Un assistant conduisit Hackworth jusqu’à la frontière, et il mit pied dans la République côtière de Chine, un pays entièrement différent qui comprenait, entre autres, quasiment tout le reste de Shanghai. Comme pour mieux souligner ce fait, on voyait à tous les coins de rue des adolescents vêtus à l’occidentale, qui écoutaient de la musique bruyante, sifflaient les femmes, bref, ignoraient tout de leurs devoirs filiaux.
Il aurait pu prendre un auto-pousse, qui était, en dehors des vélos et des planches à roulettes, le seul véhicule assez étroit pour circuler dans les vieilles rues. Mais on ne pouvait jamais prévoir à quelle forme de surveillance était soumis un taxi de Shanghai. Un gentleman de la Nouvelle-Atlantis quittant le Cirque aux Puces en pleine nuit, cela ne pouvait qu’exciter la curiosité des gendarmes, qui avaient à tel point intimidé la pègre qu’ils brûlaient de s’occuper à autre chose.
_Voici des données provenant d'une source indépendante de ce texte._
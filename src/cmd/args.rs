use std::path::{Path, PathBuf};

use anyhow::{anyhow, Context as _, Result};
use clap::Args;
use kube::Api;

use crate::kube::{
    apis::argoproj::v1alpha1::{Rollout, WeightDestination},
    KubeClient, KubeClientOptions,
};

/// Where the Rollout descriptor comes from.
#[derive(Args, Debug, Clone, PartialEq, Eq)]
pub struct RolloutArgs {
    /// Rollout manifest file (yaml or json)
    #[arg(short = 'f', long, value_name = "FILE", conflicts_with = "rollout")]
    pub rollout_file: Option<PathBuf>,

    /// Rollout name to fetch from the cluster
    #[arg(short, long, required_unless_present = "rollout_file")]
    pub rollout: Option<String>,

    /// Namespace of the rollout (default: namespace of the current context)
    #[arg(short, long, requires = "rollout")]
    pub namespace: Option<String>,
}

impl RolloutArgs {
    pub async fn load(&self, options: &KubeClientOptions) -> Result<Rollout> {
        if let Some(path) = &self.rollout_file {
            return read_rollout_file(path);
        }

        let name = self
            .rollout
            .as_deref()
            .ok_or_else(|| anyhow!("either --rollout-file or --rollout is required"))?;

        let client = KubeClient::try_new(options).await?.to_client();

        let api: Api<Rollout> = match &self.namespace {
            Some(ns) => Api::namespaced(client, ns),
            None => Api::default_namespaced(client),
        };

        api.get(name)
            .await
            .with_context(|| format!("Failed to get rollout {}", name))
    }
}

fn read_rollout_file(path: &Path) -> Result<Rollout> {
    let text = std::fs::read_to_string(path)
        .with_context(|| format!("Failed to read rollout file: {:?}", path))?;

    // yaml は json の上位互換なので両方これで読める
    serde_yaml::from_str(&text).with_context(|| format!("Failed to parse rollout file: {:?}", path))
}

/// `SERVICE=WEIGHT` or `SERVICE:HASH=WEIGHT`
pub fn parse_weight_destination(value: &str) -> Result<WeightDestination> {
    let (service, weight) = value
        .rsplit_once('=')
        .ok_or_else(|| anyhow!("expected SERVICE=WEIGHT, got {}", value))?;

    let weight: i32 = weight
        .parse()
        .with_context(|| format!("invalid weight: {}", weight))?;

    let (service_name, pod_template_hash) = match service.split_once(':') {
        Some((name, hash)) => (name, hash),
        None => (service, ""),
    };

    if service_name.is_empty() {
        return Err(anyhow!("service name is empty: {}", value));
    }

    Ok(WeightDestination {
        service_name: service_name.to_string(),
        pod_template_hash: pod_template_hash.to_string(),
        weight,
    })
}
Seuls des sages, des devins ou des spécialistes de physique théorique auraient pu spéculer sur les éventuelles relations (si relations il y avait) entre l’étonnant champ d’activité de la police de Shanghai et une véritable tâche d’application de la loi.
On pouvait le regretter, mais pas Hackworth, qui sillonnait le dédale de ruelles de l’ancien comptoir français. Une poignée d’individus traversa furtivement un carrefour quelques rues plus loin, reflet de la lueur sanglante d’un médiatron sur le patchwork de leurs ensembles en Nanobar – le genre de tenue que seuls avaient besoin de porter des malandrins. Hackworth se rassura en se disant qu’il devait sûrement s’agir d’une bande d’un des Territoires concédés, venue par la Chaussée. Ils ne prendraient quand même pas le risque de venir agresser un gentleman en pleine rue, pas à Shanghai. Hackworth évita malgré tout le carrefour. N’ayant jamais commis quoi que ce soit d’illégal de toute son existence, il réalisa soudain, non sans surprise, qu’un agent de police inflexible s’avérait une ressource cruciale pour des criminels d’un genre plus imaginatif tels que lui.